Q: When 0 <> 0 ?

S

splever

A: When you add it in excel!

Example: Place the following values in a column and sum them.

-116.33
98.53
17.80
0
=============
Excel returns: 0.0000000000000035527136788005

Correct Answer: 0

If you remove 0 from the list ( or put it in a different place in the
list, the proper result, 0 is returned.

I assume this has to do with the known floating point issues, but I've
never seen an example where 0<>0, so I thought I'd share.

I have a workaround, but would love to see comments...
 
J

joeu2004

Example: Place the following values in a column and sum them.
-116.33
98.53
17.80
0
=============
Excel returns: 0.0000000000000035527136788005
[....]
If you remove 0 from the list ( or put it in a different
place in the list, the proper result, 0 is returned.

I do not think that any of the answers so far address
your point, namely: the result is order-sensitive. Even
taking the IEEE floating-point format into account, it
does seem odd that adding zero at different times yields
different results.

I think the answer goes beyond the IEEE FP format to the
typical IEEE FP implementation within the CPU or chipset.
As I recall, for Intel chips, the internal FP format is
twice as wide as the storage. Programmers can rely on
the internal FP registers explicitly -- and compilers
can use them in various ways, depending on the complexity
of the computation. This can lead to different truncation
errors, depending on when the wider internal FP results
are copied into memory or general-purpose FP registers.
I have a workaround, but would love to see comments...

Since the behavior is relatively unpredictable and
potential non-portable across processors, it would be
better to live with the reality and use prudent numerical
methodologies to deal with it.

For example, never compare a floating-point result of a
computation with zero, and never compare two FP results
for equality. Always compare with some "delta", the
size of which depends on your requirements. For example:
=IF(ABS(A1-A2) < 1E-6, "equal", "not equal").

Alternatively, when feasible, only use integral
floating-point values, using ROUND() for FP results.

Of course, that is easier said than done. Most of us
dispense with the "prudent" methods and hope for the
best.
 
J

Jerry W. Lewis

Bob, Chip and John have correctly explained why 3.55E-15 is the correct
answer, which leaves only the order of operations part of your question.
Joe is mistaken that "the behavior is relatively unpredictable and
potential non-portable across processors". There is a perverse
consistency that has been repeatedly discussed in these newsgroups.

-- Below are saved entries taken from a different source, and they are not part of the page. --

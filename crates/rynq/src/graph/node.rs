//! Graph nodes and the operations they carry

use crate::accelerator::Accelerator;
use crate::datamover::{DataMover, TransferDirection};
use crate::error::{Error, Result};
use crate::memory::Memory;
use crate::status::Status;
use parking_lot::Mutex;
use std::fmt;
use std::sync::Arc;

/// Index of a node in its graph
#[derive(Debug, Clone, Copy, PartialEq, Eq, Hash, PartialOrd, Ord)]
pub struct NodeId(pub usize);

impl NodeId {
    pub const fn new(index: usize) -> Self {
        NodeId(index)
    }

    pub const fn index(self) -> usize {
        self.0
    }
}

impl fmt::Display for NodeId {
    fn fmt(&self, f: &mut fmt::Formatter<'_>) -> fmt::Result {
        write!(f, "#{}", self.0)
    }
}

/// Lifecycle of a node
///
/// ```text
/// Pending ──► Ready ──► Issued ──► Completed
///    │          │          └─────► Failed
///    └──────────┴────────────────► Failed (poisoned or aborted)
/// ```
#[derive(Debug, Clone, Copy, PartialEq, Eq, Hash)]
pub enum NodeState {
    /// Waiting for dependencies
    Pending,
    /// Every dependency completed; waiting to be issued
    Ready,
    /// Handed to the transport
    Issued,
    Completed,
    Failed,
}

impl NodeState {
    pub fn is_terminal(self) -> bool {
        matches!(self, Self::Completed | Self::Failed)
    }
}

/// Destination of a scheduled register read
///
/// Cheap to clone; every clone sees the same bytes. Holds zeros until the
/// read node completes.
#[derive(Clone, Default)]
pub struct RegisterBuffer {
    bytes: Arc<Mutex<Vec<u8>>>,
}

impl RegisterBuffer {
    pub fn new(len: usize) -> Self {
        Self {
            bytes: Arc::new(Mutex::new(vec![0; len])),
        }
    }

    pub fn len(&self) -> usize {
        self.bytes.lock().len()
    }

    pub fn is_empty(&self) -> bool {
        self.bytes.lock().is_empty()
    }

    /// Copy of the current contents
    pub fn to_vec(&self) -> Vec<u8> {
        self.bytes.lock().clone()
    }

    /// Contents reinterpreted as a value of `T`
    pub fn value<T: bytemuck::Pod>(&self) -> Result<T> {
        let bytes = self.bytes.lock();
        if bytes.len() != std::mem::size_of::<T>() {
            return Err(Error::invalid(format!(
                "register buffer holds {} bytes, {} requested",
                bytes.len(),
                std::mem::size_of::<T>()
            )));
        }
        Ok(bytemuck::pod_read_unaligned(&bytes))
    }

    pub(crate) fn fill_from(&self, accelerator: &Accelerator, address: u64) -> Result<usize> {
        let mut bytes = self.bytes.lock();
        accelerator.read_register(address, &mut bytes)?;
        Ok(bytes.len())
    }
}

impl fmt::Debug for RegisterBuffer {
    fn fmt(&self, f: &mut fmt::Formatter<'_>) -> fmt::Result {
        f.debug_tuple("RegisterBuffer").field(&*self.bytes.lock()).finish()
    }
}

/// Work carried by a node
///
/// Issuing an operation calls the same primitive the immediate form of the
/// call uses.
#[derive(Clone)]
pub enum Operation {
    RegisterRead {
        accelerator: Accelerator,
        address: u64,
        target: RegisterBuffer,
    },
    RegisterWrite {
        accelerator: Accelerator,
        address: u64,
        data: Vec<u8>,
    },
    MemoryUpload {
        mover: DataMover,
        memory: Arc<Memory>,
        size: usize,
        offset: usize,
    },
    MemoryDownload {
        mover: DataMover,
        memory: Arc<Memory>,
        size: usize,
        offset: usize,
    },
}

impl Operation {
    /// Short name used in logs
    pub fn kind(&self) -> &'static str {
        match self {
            Self::RegisterRead { .. } => "register_read",
            Self::RegisterWrite { .. } => "register_write",
            Self::MemoryUpload { .. } => "memory_upload",
            Self::MemoryDownload { .. } => "memory_download",
        }
    }

    /// Run the operation; returns the number of bytes moved
    pub(crate) fn execute(&self) -> Result<i64> {
        let moved = match self {
            Self::RegisterRead {
                accelerator,
                address,
                target,
            } => target.fill_from(accelerator, *address)?,
            Self::RegisterWrite {
                accelerator,
                address,
                data,
            } => {
                accelerator.write_register(*address, data)?;
                data.len()
            }
            Self::MemoryUpload {
                mover,
                memory,
                size,
                offset,
            } => {
                mover.transfer(TransferDirection::Upload, memory, *size, *offset)?;
                *size
            }
            Self::MemoryDownload {
                mover,
                memory,
                size,
                offset,
            } => {
                mover.transfer(TransferDirection::Download, memory, *size, *offset)?;
                *size
            }
        };
        Ok(moved as i64)
    }
}

impl fmt::Debug for Operation {
    fn fmt(&self, f: &mut fmt::Formatter<'_>) -> fmt::Result {
        match self {
            Self::RegisterRead { address, target, .. } => f
                .debug_struct("RegisterRead")
                .field("address", &format_args!("{address:#x}"))
                .field("len", &target.len())
                .finish(),
            Self::RegisterWrite { address, data, .. } => f
                .debug_struct("RegisterWrite")
                .field("address", &format_args!("{address:#x}"))
                .field("len", &data.len())
                .finish(),
            Self::MemoryUpload { size, offset, .. } => f
                .debug_struct("MemoryUpload")
                .field("size", size)
                .field("offset", offset)
                .finish(),
            Self::MemoryDownload { size, offset, .. } => f
                .debug_struct("MemoryDownload")
                .field("size", size)
                .field("offset", offset)
                .finish(),
        }
    }
}

/// One scheduled operation
pub struct Node {
    pub(crate) id: NodeId,
    pub(crate) dependencies: Vec<NodeId>,
    pub(crate) operation: Arc<Operation>,
    pub(crate) state: NodeState,
    pub(crate) status: Option<Status>,
}

impl Node {
    pub(crate) fn new(id: NodeId, dependencies: Vec<NodeId>, operation: Operation) -> Self {
        Self {
            id,
            dependencies,
            operation: Arc::new(operation),
            state: NodeState::Pending,
            status: None,
        }
    }

    pub fn id(&self) -> NodeId {
        self.id
    }

    pub fn dependencies(&self) -> &[NodeId] {
        &self.dependencies
    }

    pub fn operation(&self) -> &Operation {
        &self.operation
    }

    pub fn state(&self) -> NodeState {
        self.state
    }

    /// Recorded outcome, set once the node is terminal
    pub fn status(&self) -> Option<&Status> {
        self.status.as_ref()
    }

    pub(crate) fn finish(&mut self, status: Status) {
        self.state = if status.is_ok() {
            NodeState::Completed
        } else {
            NodeState::Failed
        };
        self.status = Some(status);
    }
}

impl fmt::Debug for Node {
    fn fmt(&self, f: &mut fmt::Formatter<'_>) -> fmt::Result {
        f.debug_struct("Node")
            .field("id", &self.id)
            .field("dependencies", &self.dependencies)
            .field("operation", &self.operation)
            .field("state", &self.state)
            .finish()
    }
}
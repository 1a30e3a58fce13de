//! Primitive transports
//!
//! Everything above this module compiles down to the calls declared here:
//!
//! - [`RegisterBus`] - byte access at an offset of a mapped register window
//! - [`WindowMapper`] - maps physical register windows (embedded platforms)
//! - [`DeviceMemory`] - allocates device-visible buffers and moves bytes in
//!   and out of them
//! - [`VendorRuntime`] - register access through a vendor driver (PCIe cards)
//!
//! # Implementations
//!
//! ```text
//! ┌────────────────────┬───────────────────────────────────────────┐
//! │ DevMemMapper       │ /dev/mem + mmap, volatile word access     │
//! │ SimulatedBus       │ in-process register file                  │
//! │ SimulatedMapper    │ WindowMapper handing out simulated buses  │
//! │ SimulatedMemory    │ in-process contiguous device memory       │
//! │ SimulatedDma       │ AXI DMA register model with MM2S→S2MM     │
//! │                    │ loopback                                  │
//! │ SimulatedRuntime   │ in-process vendor runtime                 │
//! └────────────────────┴───────────────────────────────────────────┘
//! ```

#[cfg(target_os = "linux")]
pub mod devmem;
pub mod sim;

use crate::error::Result;
use crate::hardware::DeviceInfo;
use crate::types::{DeviceAddress, MemoryType};
use std::fmt;
use std::sync::Arc;

#[cfg(target_os = "linux")]
pub use devmem::{DevMemMapper, MappedWindow};
pub use sim::{SimulatedBus, SimulatedDma, SimulatedMapper, SimulatedMemory, SimulatedRuntime};

/// Byte-level access to one mapped register window
///
/// Offsets are relative to the window base. Implementations reject ranges
/// that leave the window; alignment policy lives one layer up.
pub trait RegisterBus: Send + Sync {
    /// Size of the window in bytes
    fn window_size(&self) -> u64;

    /// Read `data.len()` bytes starting at `offset`
    fn read(&self, offset: u64, data: &mut [u8]) -> Result<()>;

    /// Write `data` starting at `offset`
    fn write(&self, offset: u64, data: &[u8]) -> Result<()>;
}

/// Maps physical register windows into the process
pub trait WindowMapper: Send + Sync {
    /// Map `size` bytes at physical address `base`
    fn map(&self, base: u64, size: u64) -> Result<Arc<dyn RegisterBus>>;
}

/// Device-visible memory facility
///
/// The backend owns the device storage; [`Memory`](crate::Memory) owns the
/// host mirror and the address handed out by [`DeviceMemory::allocate`].
pub trait DeviceMemory: Send + Sync {
    /// Allocate `size` bytes and return the device address of the block
    fn allocate(&self, size: usize, kind: MemoryType) -> Result<DeviceAddress>;

    /// Release a block previously returned by `allocate`
    fn release(&self, address: DeviceAddress) -> Result<()>;

    /// Copy host bytes into the block at `offset`
    fn write(&self, address: DeviceAddress, offset: usize, data: &[u8]) -> Result<()>;

    /// Copy bytes out of the block at `offset`
    fn read(&self, address: DeviceAddress, offset: usize, data: &mut [u8]) -> Result<()>;
}

/// Handle to a kernel (compute unit) opened through a vendor runtime
#[derive(Debug, Clone, Copy, PartialEq, Eq, Hash)]
pub struct KernelHandle(pub u64);

impl KernelHandle {
    pub const fn new(id: u64) -> Self {
        KernelHandle(id)
    }

    pub const fn id(self) -> u64 {
        self.0
    }
}

impl fmt::Display for KernelHandle {
    fn fmt(&self, f: &mut fmt::Formatter<'_>) -> fmt::Result {
        write!(f, "kernel{}", self.0)
    }
}

/// Vendor driver for PCIe cards
///
/// Memory traffic for these cards goes through the [`DeviceMemory`]
/// implementation of the same runtime.
pub trait VendorRuntime: Send + Sync {
    /// Identity and clocks of the card
    fn device_info(&self) -> Result<DeviceInfo>;

    /// Program the card with the given container, resetting its state
    fn load(&self, xclbin: &str) -> Result<()>;

    /// Open a kernel by name
    fn open_kernel(&self, name: &str) -> Result<KernelHandle>;

    /// Size of the kernel's register space in bytes
    fn register_space(&self, kernel: KernelHandle) -> Result<u64>;

    /// Read kernel registers
    fn read_register(&self, kernel: KernelHandle, offset: u64, data: &mut [u8]) -> Result<()>;

    /// Write kernel registers
    fn write_register(&self, kernel: KernelHandle, offset: u64, data: &[u8]) -> Result<()>;
}

/// Check that `[offset, offset + len)` lies inside a window of `window` bytes
pub(crate) fn check_window(offset: u64, len: usize, window: u64) -> Result<()> {
    let end = offset.checked_add(len as u64);
    match end {
        Some(end) if end <= window => Ok(()),
        _ => Err(crate::Error::RegisterOutOfBounds {
            address: offset,
            size: len,
            space: window,
        }),
    }
}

Because most decimal fractions cannot be exactly represented in finite
precision binary, with Excel 97 MS introduced a fuzz factor into
addition/subtraction to try to avoid such questions
http://support.microsoft.com/kb/78113?#XSLTH3196121122120121120120
I agree with Kahan
http://www.cs.berkeley.edu/~wkahan/Mindless.pdf
that introducing this fuzz factor has avoided an easy question at the
expense of much more difficult and confusing questions.

When the final arithmetic operation is effectively a subtraction between
numbers that agree to 15 decimal digits, then Excel will arbitrarily
return zero instead of the exact binary difference, on the assumption
that the difference is the residual of binary approximations. Thus
=-116.33+98.53+17.8
will return 0 on all processors, and
=(-116.33+98.53+17.8)
will return 3.55E-15 on all processors. The difference is that in the
second form the parentheses are viewed as the final operation, instead
of the sum of
-17.7999999999999971578290569595992565155029296875
+17.800000000000000710542735760100185871124267578125

Specifically, the binary approximations to the numbers involved
translate back to decimal as
-116.3299999999999982946974341757595539093017578125
98.530000000000001136868377216160297393798828125
17.800000000000000710542735760100185871124267578125
---------------------------------------------------
0.000000000000003552713678800500929355621337890625
but you can predict the potential size of binary approximation residuals
by using Excel's documented limit of 15 decimal digits, thus you can
view your problem as
-116.330000000000???
98.5300000000000??
17.8000000000000??
--------------------
0.000000000000???
which is consistent with Excel's answer of
0.000000000000003552713678800500929355621337890625
When it is appropriate to round as Joe suggested, then this way of
thinking about the problem may help you to know how many decimal places
you can reliably keep.

Jerry
 
D

Dana DeLouis

Hi. For the op, I believe that the number you see is the translation of a
lone bit at the 48th place into base 10.
=POWER(2,-48)
0.000000000000003552713678800500
 
H

Harlan Grove

Wild tangent.

Note that QUOTIENT(3,-5) returns -0, and =ABS(QUOTIENT(3,-5)-0)=0 returns
TRUE but =QUOTIENT(3,-5)=0 returns FALSE. If Excel complied with IEEE 754,
then the latter formula should also return TRUE, so while 0 <> 0 isn't
really the case in Excel, -0 <> 0 is.